** Extracted information **
==================================================

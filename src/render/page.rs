//! Static HTML output for the two render targets
//!
//! One page is written per conversation. Every page carries the full conversation
//! list, so following a list entry's link is the "click" that switches threads.
//! `index.html` is the page of the first conversation.
//!
//! Media paths stay archive-relative in the markup. When the site is written
//! somewhere other than the archive directory, the resolved media files are copied
//! alongside the pages so those paths still resolve.

use std::fs;
use std::path::{Path, PathBuf};

use anyhow::{Context, Result};

use crate::config::RenderOptions;
use crate::models::ArchiveIndex;
use crate::render::view::{ChatListItem, ChatView, MessageRow};
use crate::utils::text::escape_html;
use crate::utils::validate_relative_path;

pub const INDEX_PAGE: &str = "index.html";

const STYLE: &str = r#"
* { margin: 0; padding: 0; box-sizing: border-box; }
body {
    font-family: -apple-system, BlinkMacSystemFont, 'Segoe UI', Roboto, sans-serif;
    background: #f0f2f5;
    color: #1c1e21;
    height: 100vh;
}
#app { display: flex; height: 100vh; }
#chat-list {
    list-style: none;
    width: 320px;
    overflow-y: auto;
    background: #fff;
    border-right: 1px solid #ddd;
}
#chat-list li a {
    display: flex;
    align-items: center;
    gap: 12px;
    padding: 10px 14px;
    color: inherit;
    text-decoration: none;
}
#chat-list li.active a, #chat-list li a:hover { background: #e7f3ff; }
.chat-avatar {
    flex: none;
    width: 40px;
    height: 40px;
    border-radius: 50%;
    background: #0084ff;
    color: #fff;
    display: flex;
    align-items: center;
    justify-content: center;
    font-weight: 600;
}
.chat-info { min-width: 0; }
.chat-title { font-weight: 600; }
.chat-last { color: #65676b; font-size: 0.85em; white-space: nowrap; overflow: hidden; text-overflow: ellipsis; }
#messages { flex: 1; overflow-y: auto; padding: 16px; display: flex; flex-direction: column; gap: 8px; }
.message-row { display: flex; }
.message-row.own { justify-content: flex-end; }
.bubble { max-width: 65%; padding: 8px 12px; border-radius: 14px; background: #fff; display: flex; flex-direction: column; gap: 4px; }
.message-row.own .bubble { background: #0084ff; color: #fff; }
.bubble img { max-width: 100%; border-radius: 8px; }
.author { font-size: 0.8em; font-weight: 600; color: #65676b; }
.time { font-size: 0.7em; opacity: 0.7; align-self: flex-end; }
.load-error { margin: auto; }
"#;

/// Summary of a written static viewer
#[derive(Debug, Clone, PartialEq, Eq)]
pub struct SiteSummary {
    pub out_dir: PathBuf,
    /// Conversation pages written, not counting `index.html`
    pub pages: usize,
    /// Media files copied from the archive into `out_dir`
    pub media_copied: usize,
}

/// File name of the page showing the conversation at `position`
pub fn page_file_name(position: usize) -> String {
    format!("chat-{position}.html")
}

fn document(title: &str, app: &str) -> String {
    format!(
        r#"<!DOCTYPE html>
<html lang="en">
<head>
    <meta charset="UTF-8">
    <meta name="viewport" content="width=device-width, initial-scale=1.0">
    <title>{title}</title>
    <style>{STYLE}</style>
</head>
<body>
<div id="app">
{app}
</div>
</body>
</html>
"#,
        title = escape_html(title),
    )
}

fn render_list_item(out: &mut String, position: usize, item: &ChatListItem) {
    let class = if item.active { r#" class="active""# } else { "" };
    out.push_str(&format!(
        r#"<li{class}><a href="{href}"><div class="chat-avatar">{avatar}</div><div class="chat-info"><div class="chat-title">{title}</div><div class="chat-last">{preview}</div></div></a></li>"#,
        href = page_file_name(position),
        avatar = escape_html(&item.avatar),
        title = escape_html(&item.title),
        preview = escape_html(&item.preview),
    ));
    out.push('\n');
}

fn render_row(out: &mut String, row: &MessageRow) {
    out.push_str(&format!(r#"<div class="message-row {}"><div class="bubble">"#, row.kind.class_name()));
    if let Some(author) = &row.author {
        out.push_str(&format!(r#"<span class="author">{}</span>"#, escape_html(author)));
    }
    // Content is already rewritten for the configured markup mode
    out.push_str(&format!(
        r#"<span>{}</span><span class="time">{}</span></div></div>"#,
        row.content,
        escape_html(&row.time)
    ));
    out.push('\n');
}

/// Serialize the current state of a view into a complete HTML document
pub fn render_document(view: &ChatView<'_>) -> String {
    let mut app = String::from("<ul id=\"chat-list\">\n");
    for (position, item) in view.chat_list().iter().enumerate() {
        render_list_item(&mut app, position, item);
    }
    app.push_str("</ul>\n<div id=\"messages\">\n");
    for row in view.messages() {
        render_row(&mut app, row);
    }
    app.push_str("</div>");

    let title = view.active_conversation().map(|c| c.label()).unwrap_or("Chat Archive");
    document(title, &app)
}

/// The page shown when the root archive cannot be loaded
pub fn render_failure_page(root_file: &str) -> String {
    let message = format!(
        "Failed to load {}. Check that the archive directory contains a readable JSON export.",
        escape_html(root_file)
    );
    document("Chat Archive", &format!(r#"<div class="load-error">{message}</div>"#))
}

fn write_page(out_dir: &Path, name: &str, html: &str) -> Result<()> {
    let path = out_dir.join(name);
    fs::write(&path, html).with_context(|| format!("Failed to write {}", path.display()))
}

fn same_dir(a: &Path, b: &Path) -> bool {
    match (fs::canonicalize(a), fs::canonicalize(b)) {
        (Ok(a), Ok(b)) => a == b,
        _ => a == b,
    }
}

/// Copy one resolved media file from the archive into the output directory.
/// Returns false when the file is missing, not a regular file, or escapes the archive.
fn copy_media_file(archive_dir: &Path, out_dir: &Path, relative: &str) -> Result<bool> {
    if let Err(e) = validate_relative_path(Path::new(relative)) {
        tracing::warn!(path = relative, error = %e, "not copying media outside the archive");
        return Ok(false);
    }

    let source = archive_dir.join(relative);
    // symlink_metadata so links pointing out of the archive are not followed
    match fs::symlink_metadata(&source) {
        Ok(metadata) if metadata.is_file() => {}
        _ => {
            tracing::warn!(path = relative, "media file missing, page will show a broken image");
            return Ok(false);
        }
    }

    let target = out_dir.join(relative);
    if let Some(parent) = target.parent() {
        fs::create_dir_all(parent)
            .with_context(|| format!("Failed to create media directory {}", parent.display()))?;
    }
    fs::copy(&source, &target)
        .with_context(|| format!("Failed to copy {} to {}", source.display(), target.display()))?;
    Ok(true)
}

/// Write the static viewer: `index.html` plus one page per conversation
///
/// Media paths are relative to `archive_dir`. When `out_dir` is a different
/// directory, every resolved media file is copied under `out_dir` at the same
/// relative path.
pub fn write_site(
    index: &ArchiveIndex,
    options: RenderOptions,
    archive_dir: &Path,
    out_dir: &Path,
) -> Result<SiteSummary> {
    fs::create_dir_all(out_dir)
        .with_context(|| format!("Failed to create output directory {}", out_dir.display()))?;

    let mut view = ChatView::new(index, options);
    write_page(out_dir, INDEX_PAGE, &render_document(&view))?;

    for position in 0..index.len() {
        view.select(position);
        write_page(out_dir, &page_file_name(position), &render_document(&view))?;
    }

    let mut media_copied = 0;
    if !same_dir(archive_dir, out_dir) {
        for path in index.media().paths() {
            if copy_media_file(archive_dir, out_dir, path)? {
                media_copied += 1;
            }
        }
    }

    tracing::info!(
        out_dir = %out_dir.display(),
        pages = index.len(),
        media_copied,
        "wrote static viewer"
    );
    Ok(SiteSummary { out_dir: out_dir.to_path_buf(), pages: index.len(), media_copied })
}

/// Write the failure page as `index.html`
pub fn write_failure_page(out_dir: &Path, root_file: &str) -> Result<PathBuf> {
    fs::create_dir_all(out_dir)
        .with_context(|| format!("Failed to create output directory {}", out_dir.display()))?;
    write_page(out_dir, INDEX_PAGE, &render_failure_page(root_file))?;
    Ok(out_dir.join(INDEX_PAGE))
}

#[cfg(test)]
mod tests {
    use serde_json::json;
    use tempfile::TempDir;

    use super::*;
    use crate::config::{MarkupMode, TimeZoneMode};
    use crate::indexer::build_index;
    use crate::parsers::parse_root;

    fn index() -> ArchiveIndex {
        build_index(parse_root(json!({
            "userId": "8:me",
            "conversations": [
                {"id": "a", "displayName": "<Alice>", "MessageList": [
                    {"from": "8:alice", "displayName": "Al & Co", "content": "<i>hey</i>"},
                    {"from": "8:me", "content": "yo"}
                ]},
                {"id": "b", "displayName": "Bob", "MessageList": []}
            ]
        })))
    }

    fn options() -> RenderOptions {
        RenderOptions { markup: MarkupMode::Trusted, time_zone: TimeZoneMode::Utc }
    }

    #[test]
    fn test_document_containers() {
        let index = index();
        let html = render_document(&ChatView::new(&index, options()));

        assert!(html.starts_with("<!DOCTYPE html>"));
        assert!(html.contains(r#"<div id="app">"#));
        assert!(html.contains(r#"<ul id="chat-list">"#));
        assert!(html.contains(r#"<div id="messages">"#));
    }

    #[test]
    fn test_labels_escaped_content_live() {
        let index = index();
        let html = render_document(&ChatView::new(&index, options()));

        assert!(html.contains("&lt;Alice&gt;"));
        assert!(html.contains(r#"<span class="author">Al &amp; Co</span>"#));
        assert!(html.contains("<span><i>hey</i></span>"));
        assert!(html.contains(r#"<div class="message-row own">"#));
    }

    #[test]
    fn test_active_entry_links() {
        let index = index();
        let mut view = ChatView::new(&index, options());
        view.select(1);
        let html = render_document(&view);

        assert!(html.contains(r#"<li><a href="chat-0.html">"#));
        assert!(html.contains(r#"<li class="active"><a href="chat-1.html">"#));
        assert!(html.contains("<title>Bob</title>"));
    }

    #[test]
    fn test_write_site() {
        let dir = TempDir::new().unwrap();
        let index = index();
        let summary = write_site(&index, options(), dir.path(), dir.path()).unwrap();

        assert_eq!(summary.pages, 2);
        assert_eq!(summary.media_copied, 0);
        let index_page = fs::read_to_string(dir.path().join("index.html")).unwrap();
        let first_page = fs::read_to_string(dir.path().join("chat-0.html")).unwrap();
        assert_eq!(index_page, first_page);
        assert!(dir.path().join("chat-1.html").exists());
    }

    #[test]
    fn test_write_site_empty_archive() {
        let dir = TempDir::new().unwrap();
        let index = build_index(parse_root(json!([])));
        let summary = write_site(&index, options(), dir.path(), dir.path()).unwrap();

        assert_eq!(summary.pages, 0);
        let html = fs::read_to_string(dir.path().join("index.html")).unwrap();
        assert!(html.contains("<title>Chat Archive</title>"));
    }

    fn media_index(entries: &[(&str, &str)]) -> ArchiveIndex {
        let conversations = json!([{"id": "a", "MessageList": [
            {"from": "8:x", "content": "<OriginalName v=\"photo.heic\"/>"}
        ]}]);
        let media = entries.iter().map(|(k, v)| (k.to_string(), v.to_string())).collect();
        build_index(parse_root(conversations)).with_media(media)
    }

    #[test]
    fn test_write_site_elsewhere_copies_media() {
        let archive = TempDir::new().unwrap();
        fs::create_dir_all(archive.path().join("media")).unwrap();
        fs::write(archive.path().join("media/abc.heic"), b"heic").unwrap();
        let out = TempDir::new().unwrap();

        let index = media_index(&[("photo.heic", "media/abc.heic"), ("gone.png", "media/gone.png")]);
        let summary = write_site(&index, options(), archive.path(), out.path()).unwrap();

        assert_eq!(summary.media_copied, 1);
        assert_eq!(fs::read(out.path().join("media/abc.heic")).unwrap(), b"heic");
        let html = fs::read_to_string(out.path().join("index.html")).unwrap();
        assert!(html.contains(r#"<img src="media/abc.heic" alt="media" />"#));
    }

    #[test]
    fn test_write_site_never_copies_outside_archive() {
        let outer = TempDir::new().unwrap();
        fs::write(outer.path().join("secret.png"), b"secret").unwrap();
        let archive = outer.path().join("archive");
        fs::create_dir_all(&archive).unwrap();
        let out = TempDir::new().unwrap();

        let index = media_index(&[("photo.heic", "../secret.png")]);
        let summary = write_site(&index, options(), &archive, out.path()).unwrap();

        assert_eq!(summary.media_copied, 0);
        let written: Vec<_> = fs::read_dir(out.path()).unwrap().collect();
        assert_eq!(written.len(), 2, "only index.html and chat-0.html are written");
    }

    #[test]
    fn test_failure_page() {
        let dir = TempDir::new().unwrap();
        let path = write_failure_page(dir.path(), "messages.json").unwrap();
        let html = fs::read_to_string(path).unwrap();

        assert!(html.contains("Failed to load messages.json."));
        assert!(!html.contains(r#"<ul id="chat-list">"#));
    }
}
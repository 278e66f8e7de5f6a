/// End-to-end tests over archive directories on disk
mod common;

use chat_archive_viewer::config::{LoadOptions, RenderOptions, TimeZoneMode};
use chat_archive_viewer::render::RowKind;
use chat_archive_viewer::{DirSource, LoadError, load_archive, open_view};
use common::{ArchiveDirBuilder, flat, threaded};
use serde_json::{Value, json};

fn entries() -> Vec<Value> {
    vec![
        threaded("8:alice", "Alice Smith", "8:alice", &["one", "two", "three"]),
        flat("8:bob", Some("Bob"), "8:bob", "hey"),
        flat("8:bob", Some("Robert"), "8:me", "hi bob"),
    ]
}

fn utc() -> RenderOptions {
    RenderOptions { time_zone: TimeZoneMode::Utc, ..RenderOptions::default() }
}

#[test]
fn test_root_shapes_are_equivalent() {
    let wrapped = ArchiveDirBuilder::new()
        .with_messages(json!({ "userId": "8:me", "conversations": entries() }))
        .build();
    let bare = ArchiveDirBuilder::new().with_messages(Value::Array(entries())).build();
    let mut keyed_map = serde_json::Map::new();
    for (i, entry) in entries().into_iter().enumerate() {
        keyed_map.insert(format!("entry{i}"), entry);
    }
    let keyed = ArchiveDirBuilder::new().with_messages(Value::Object(keyed_map)).build();

    let load = |dir: &tempfile::TempDir| {
        load_archive(&DirSource::new(dir.path()), &LoadOptions::default()).unwrap()
    };
    let (wrapped, bare, keyed) = (load(&wrapped), load(&bare), load(&keyed));

    assert_eq!(wrapped.conversations(), bare.conversations());
    assert_eq!(wrapped.conversations(), keyed.conversations());
    assert_eq!(wrapped.user_id(), Some("8:me"));
}

#[test]
fn test_end_to_end_threaded_and_flat_log() {
    let dir = ArchiveDirBuilder::new()
        .with_messages(json!({ "userId": "8:me", "conversations": entries() }))
        .build();
    let index = load_archive(&DirSource::new(dir.path()), &LoadOptions::default()).unwrap();

    assert_eq!(index.len(), 2);
    assert_eq!(index.messages("8:alice").len(), 3);
    assert_eq!(index.messages("8:bob").len(), 2);
    assert_eq!(index.get("8:bob").unwrap().label(), "Bob");

    let alice_before = index.messages("8:alice").to_vec();
    let mut view = open_view(&index, utc());
    assert_eq!(view.messages().len(), 3);
    assert_eq!(view.chat_list()[0].preview, "three");

    assert!(view.select(1));
    assert_eq!(view.messages().len(), 2);
    assert_eq!(view.messages()[0].kind, RowKind::Other);
    assert_eq!(view.messages()[0].author.as_deref(), Some("Bob"));
    assert_eq!(view.messages()[1].kind, RowKind::Own);
    assert_eq!(view.messages()[1].time, "1/15/2024, 10:30:00 AM");
    assert!(view.chat_list()[1].active && !view.chat_list()[0].active);

    assert_eq!(index.messages("8:alice"), alice_before.as_slice());
}

#[test]
fn test_schema_b_order_and_first_label() {
    let dir = ArchiveDirBuilder::new()
        .with_messages(json!([
            flat("c", None, "8:x", "first"),
            flat("other", Some("Other"), "8:y", "elsewhere"),
            flat("c", Some("Late Label"), "8:x", "second"),
            flat("c", None, "8:x", "third"),
        ]))
        .build();
    let index = load_archive(&DirSource::new(dir.path()), &LoadOptions::default()).unwrap();

    let contents: Vec<&str> = index.messages("c").iter().map(|m| m.content()).collect();
    assert_eq!(contents, vec!["first", "second", "third"]);
    assert_eq!(index.get("c").unwrap().label(), "c");
    assert_eq!(index.position("other"), Some(1));
}

#[test]
fn test_media_reference_rendered_from_manifest() {
    let dir = ArchiveDirBuilder::new()
        .with_messages(json!([threaded(
            "c",
            "Photos",
            "8:x",
            &[r#"<URIObject type="Picture.1"><OriginalName v="photo.heic"/></URIObject>"#],
        )]))
        .with_manifest(&["abc.json"])
        .with_media_metadata("abc.json", "photo.heic")
        .build();
    let index = load_archive(&DirSource::new(dir.path()), &LoadOptions::default()).unwrap();

    assert_eq!(index.media().resolve("photo.heic"), Some("media/abc.heic"));
    let view = open_view(&index, utc());
    assert!(view.messages()[0].content.ends_with(r#"<br><img src="media/abc.heic" alt="media" />"#));
    assert_eq!(view.chat_list()[0].preview, "[Attachment]");
}

#[test]
fn test_scan_media_without_manifest() {
    let dir = ArchiveDirBuilder::new()
        .with_messages(json!([]))
        .with_media_metadata("abc.json", "clip.mp4")
        .with_file("media/abc.mp4", "binary")
        .build();
    let source = DirSource::new(dir.path());

    let without_scan = load_archive(&source, &LoadOptions::default()).unwrap();
    assert!(without_scan.media().is_empty());

    let options = LoadOptions { scan_media: true, ..LoadOptions::default() };
    let with_scan = load_archive(&source, &options).unwrap();
    assert_eq!(with_scan.media().resolve("clip.mp4"), Some("media/abc.mp4"));
}

#[test]
fn test_root_failures_are_fatal() {
    let missing = ArchiveDirBuilder::new().build();
    let err = load_archive(&DirSource::new(missing.path()), &LoadOptions::default()).unwrap_err();
    assert!(matches!(err, LoadError::Read { .. }));

    let invalid = ArchiveDirBuilder::new().with_file("messages.json", "{\"conversations\": [").build();
    let err = load_archive(&DirSource::new(invalid.path()), &LoadOptions::default()).unwrap_err();
    assert!(matches!(err, LoadError::Parse { .. }));
}
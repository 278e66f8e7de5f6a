//! Media resolution
//!
//! Maps logical media filenames, as referenced from message markup, to the path
//! the media file can be read from. Media is an enhancement: every failure in
//! here degrades to "no image" rather than an error.

pub mod resolver;

pub use resolver::{load_media_index, resolve_media_path};
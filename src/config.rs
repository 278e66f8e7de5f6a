//! Viewer configuration: where archive documents live and how they are rendered.

use std::path::PathBuf;

/// Default name of the root archive document
pub const DEFAULT_ROOT_FILE: &str = "messages.json";
/// Default name of the optional media manifest
pub const DEFAULT_MANIFEST_FILE: &str = "endpoints.json";
/// Default directory holding media files and their metadata documents
pub const DEFAULT_MEDIA_DIR: &str = "media";

/// Archive-relative names of the documents the loader reads
#[derive(Debug, Clone, PartialEq, Eq)]
pub struct ArchiveLayout {
    pub root_file: String,
    pub manifest_file: String,
    pub media_dir: String,
}

impl Default for ArchiveLayout {
    fn default() -> Self {
        Self {
            root_file: DEFAULT_ROOT_FILE.to_string(),
            manifest_file: DEFAULT_MANIFEST_FILE.to_string(),
            media_dir: DEFAULT_MEDIA_DIR.to_string(),
        }
    }
}

/// How rewritten message markup is emitted
#[derive(Debug, Clone, Copy, Default, PartialEq, Eq)]
pub enum MarkupMode {
    /// Message markup passes through as live HTML
    #[default]
    Trusted,
    /// Everything except the constructed image and link elements is escaped
    Strict,
}

/// Time zone used for message time labels
#[derive(Debug, Clone, Copy, Default, PartialEq, Eq)]
pub enum TimeZoneMode {
    #[default]
    Local,
    Utc,
}

/// Options the render engine needs
#[derive(Debug, Clone, Copy, Default, PartialEq, Eq)]
pub struct RenderOptions {
    pub markup: MarkupMode,
    pub time_zone: TimeZoneMode,
}

/// Options the loader needs
#[derive(Debug, Clone, Default, PartialEq, Eq)]
pub struct LoadOptions {
    pub layout: ArchiveLayout,
    /// Discover media metadata by listing the media directory when the manifest is missing
    pub scan_media: bool,
}

/// Complete configuration for one viewer run
#[derive(Debug, Clone, PartialEq, Eq)]
pub struct ViewerConfig {
    pub archive_dir: PathBuf,
    pub load: LoadOptions,
    pub render: RenderOptions,
}

impl ViewerConfig {
    pub fn new(archive_dir: impl Into<PathBuf>) -> Self {
        Self {
            archive_dir: archive_dir.into(),
            load: LoadOptions::default(),
            render: RenderOptions::default(),
        }
    }
}
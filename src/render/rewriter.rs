//! Message body rewriting
//!
//! A best-effort, single-pass text transform over the export's message markup.
//! It is not a markup parser: it recognizes exactly two constructs and leaves
//! everything else alone.
//!
//! - **Links**: `<a href="http(s):...">...</a>` becomes an inline image when the URL
//!   names a jpg, jpeg, png or gif file, otherwise a link that opens in a new tab.
//! - **Media markers**: the first `OriginalName v="..."` attribute is looked up in the
//!   media index and, when it resolves, an image is appended after the content.
//!
//! In [`MarkupMode::Strict`] all text outside those two constructs is escaped.

use std::sync::LazyLock;

use regex::{Captures, Regex};

use crate::config::MarkupMode;
use crate::models::MediaIndex;
use crate::utils::text::escape_attr;

static ANCHOR_RE: LazyLock<Regex> = LazyLock::new(|| {
    Regex::new(r#"<a href="(https?:[^"]+)"[^>]*>[^<]*</a>"#).expect("valid anchor regex")
});
static IMAGE_URL_RE: LazyLock<Regex> =
    LazyLock::new(|| Regex::new(r"(?i)\.(jpg|jpeg|png|gif)$").expect("valid image url regex"));
static MEDIA_MARKER_RE: LazyLock<Regex> =
    LazyLock::new(|| Regex::new(r#"OriginalName v="([^"]+)""#).expect("valid media marker regex"));
static IMG_TAG_RE: LazyLock<Regex> = LazyLock::new(|| {
    Regex::new(r#"(?i)<img\b[^>]*?\bsrc="([^"]*)"[^>]*>"#).expect("valid img tag regex")
});
static BR_TAG_RE: LazyLock<Regex> =
    LazyLock::new(|| Regex::new(r"(?i)<br\s*/?>").expect("valid br tag regex"));
static ANY_TAG_RE: LazyLock<Regex> =
    LazyLock::new(|| Regex::new(r"<[^>]+>").expect("valid tag regex"));

/// Rewrites raw message bodies into displayable markup
#[derive(Debug, Clone, Copy)]
pub struct ContentRewriter<'a> {
    media: &'a MediaIndex,
    mode: MarkupMode,
}

impl<'a> ContentRewriter<'a> {
    pub fn new(media: &'a MediaIndex, mode: MarkupMode) -> Self {
        Self { media, mode }
    }

    /// Rewrite one message body
    ///
    /// # Examples
    ///
    /// ```
    /// use chat_archive_viewer::config::MarkupMode;
    /// use chat_archive_viewer::models::MediaIndex;
    /// use chat_archive_viewer::render::ContentRewriter;
    ///
    /// let media = MediaIndex::new();
    /// let rewriter = ContentRewriter::new(&media, MarkupMode::Trusted);
    /// assert_eq!(
    ///     rewriter.rewrite(r#"<a href="https://x.test/cat.PNG">cat</a>"#),
    ///     r#"<img src="https://x.test/cat.PNG" alt="image" />"#
    /// );
    /// ```
    pub fn rewrite(&self, content: &str) -> String {
        let mut output = match self.mode {
            MarkupMode::Trusted => ANCHOR_RE
                .replace_all(content, |caps: &Captures| link_replacement(&caps[1], false))
                .into_owned(),
            MarkupMode::Strict => rewrite_strict(content),
        };

        // Strict output has escaped quotes, so the marker is looked up in the source text
        let marker_source = match self.mode {
            MarkupMode::Trusted => output.as_str(),
            MarkupMode::Strict => content,
        };
        let media_path = MEDIA_MARKER_RE
            .captures(marker_source)
            .and_then(|caps| self.media.resolve(&caps[1]))
            .map(str::to_string);

        if let Some(path) = media_path {
            let path = match self.mode {
                MarkupMode::Trusted => path,
                MarkupMode::Strict => escape_attr(&path),
            };
            output.push_str(&format!(r#"<br><img src="{path}" alt="media" />"#));
        }
        output
    }
}

fn link_replacement(url: &str, escape: bool) -> String {
    let url = if escape { escape_attr(url) } else { url.to_string() };
    if IMAGE_URL_RE.is_match(&url) {
        format!(r#"<img src="{url}" alt="image" />"#)
    } else {
        format!(r#"<a href="{url}" target="_blank" rel="noopener noreferrer">{url}</a>"#)
    }
}

// Entities already in the export (`&apos;`, `&amp;`) pass through so they render once
fn rewrite_strict(content: &str) -> String {
    let mut output = String::with_capacity(content.len());
    let mut last = 0;
    for caps in ANCHOR_RE.captures_iter(content) {
        let Some(whole) = caps.get(0) else { continue };
        output.push_str(&escape_attr(&content[last..whole.start()]));
        output.push_str(&link_replacement(&caps[1], true));
        last = whole.end();
    }
    output.push_str(&escape_attr(&content[last..]));
    output
}

/// Convert rewritten markup into plain text for the terminal viewer
///
/// Images become `[image: SRC]`, line breaks become newlines, remaining tags are
/// dropped and the common entities are decoded.
pub fn plain_text(markup: &str) -> String {
    let text = IMG_TAG_RE.replace_all(markup, "[image: $1]");
    let text = BR_TAG_RE.replace_all(&text, "\n");
    let text = ANY_TAG_RE.replace_all(&text, "");
    decode_entities(&text)
}

fn decode_entities(text: &str) -> String {
    text.replace("&lt;", "<")
        .replace("&gt;", ">")
        .replace("&quot;", "\"")
        .replace("&#39;", "'")
        .replace("&apos;", "'")
        .replace("&nbsp;", " ")
        .replace("&amp;", "&")
}
use std::collections::HashMap;

use super::{Conversation, MediaIndex, Message};

/// The loaded archive: conversations in index order plus everything needed to render them.
///
/// Produced once by the load step and read-only afterwards; render code borrows it.
#[derive(Debug, Clone, Default)]
pub struct ArchiveIndex {
    conversations: Vec<Conversation>,
    by_id: HashMap<String, usize>,
    media: MediaIndex,
    user_id: Option<String>,
    dropped_entries: usize,
}

impl ArchiveIndex {
    pub(crate) fn new(
        conversations: Vec<Conversation>,
        by_id: HashMap<String, usize>,
        user_id: Option<String>,
        dropped_entries: usize,
    ) -> Self {
        Self { conversations, by_id, media: MediaIndex::default(), user_id, dropped_entries }
    }

    /// Attach the media mapping built after indexing
    pub fn with_media(mut self, media: MediaIndex) -> Self {
        self.media = media;
        self
    }

    pub fn conversations(&self) -> &[Conversation] {
        &self.conversations
    }

    pub fn len(&self) -> usize {
        self.conversations.len()
    }

    pub fn is_empty(&self) -> bool {
        self.conversations.is_empty()
    }

    pub fn get(&self, conversation_id: &str) -> Option<&Conversation> {
        self.position(conversation_id).map(|pos| &self.conversations[pos])
    }

    /// Position of a conversation in index order
    pub fn position(&self, conversation_id: &str) -> Option<usize> {
        self.by_id.get(conversation_id).copied()
    }

    /// Messages of a conversation; unknown ids yield an empty thread
    pub fn messages(&self, conversation_id: &str) -> &[Message] {
        self.get(conversation_id).map(|c| c.messages.as_slice()).unwrap_or(&[])
    }

    pub fn message_count(&self) -> usize {
        self.conversations.iter().map(|c| c.messages.len()).sum()
    }

    pub fn media(&self) -> &MediaIndex {
        &self.media
    }

    /// Identifier of the archive owner, used to tell own messages from others
    pub fn user_id(&self) -> Option<&str> {
        self.user_id.as_deref()
    }

    /// Root entries that matched neither conversation schema
    pub fn dropped_entries(&self) -> usize {
        self.dropped_entries
    }
}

==================================================

** Assigned task **
All that belongs in the answer is the run of lines above from the line containing "the full conversation" through the line containing "0.8em; font-weight: 600;", exactly as written.

** Reply to the exercise **
//! One page is written per conversation. Every page carries the full conversation
//! list, so following a list entry's link is the "click" that switches threads.
//! `index.html` is the page of the first conversation.
//!
//! Media paths stay archive-relative in the markup. When the site is written
//! somewhere other than the archive directory, the resolved media files are copied
//! alongside the pages so those paths still resolve.

use std::fs;
use std::path::{Path, PathBuf};

use anyhow::{Context, Result};

use crate::config::RenderOptions;
use crate::models::ArchiveIndex;
use crate::render::view::{ChatListItem, ChatView, MessageRow};
use crate::utils::text::escape_html;
use crate::utils::validate_relative_path;

pub const INDEX_PAGE: &str = "index.html";

const STYLE: &str = r#"
* { margin: 0; padding: 0; box-sizing: border-box; }
body {
    font-family: -apple-system, BlinkMacSystemFont, 'Segoe UI', Roboto, sans-serif;
    background: #f0f2f5;
    color: #1c1e21;
    height: 100vh;
}
#app { display: flex; height: 100vh; }
#chat-list {
    list-style: none;
    width: 320px;
    overflow-y: auto;
    background: #fff;
    border-right: 1px solid #ddd;
}
#chat-list li a {
    display: flex;
    align-items: center;
    gap: 12px;
    padding: 10px 14px;
    color: inherit;
    text-decoration: none;
}
#chat-list li.active a, #chat-list li a:hover { background: #e7f3ff; }
.chat-avatar {
    flex: none;
    width: 40px;
    height: 40px;
    border-radius: 50%;
    background: #0084ff;
    color: #fff;
    display: flex;
    align-items: center;
    justify-content: center;
    font-weight: 600;
}
.chat-info { min-width: 0; }
.chat-title { font-weight: 600; }
.chat-last { color: #65676b; font-size: 0.85em; white-space: nowrap; overflow: hidden; text-overflow: ellipsis; }
#messages { flex: 1; overflow-y: auto; padding: 16px; display: flex; flex-direction: column; gap: 8px; }
.message-row { display: flex; }
.message-row.own { justify-content: flex-end; }
.bubble { max-width: 65%; padding: 8px 12px; border-radius: 14px; background: #fff; display: flex; flex-direction: column; gap: 4px; }
.message-row.own .bubble { background: #0084ff; color: #fff; }
.bubble img { max-width: 100%; border-radius: 8px; }
.author { font-size: 0.8em; font-weight: 600; color: #65676b; }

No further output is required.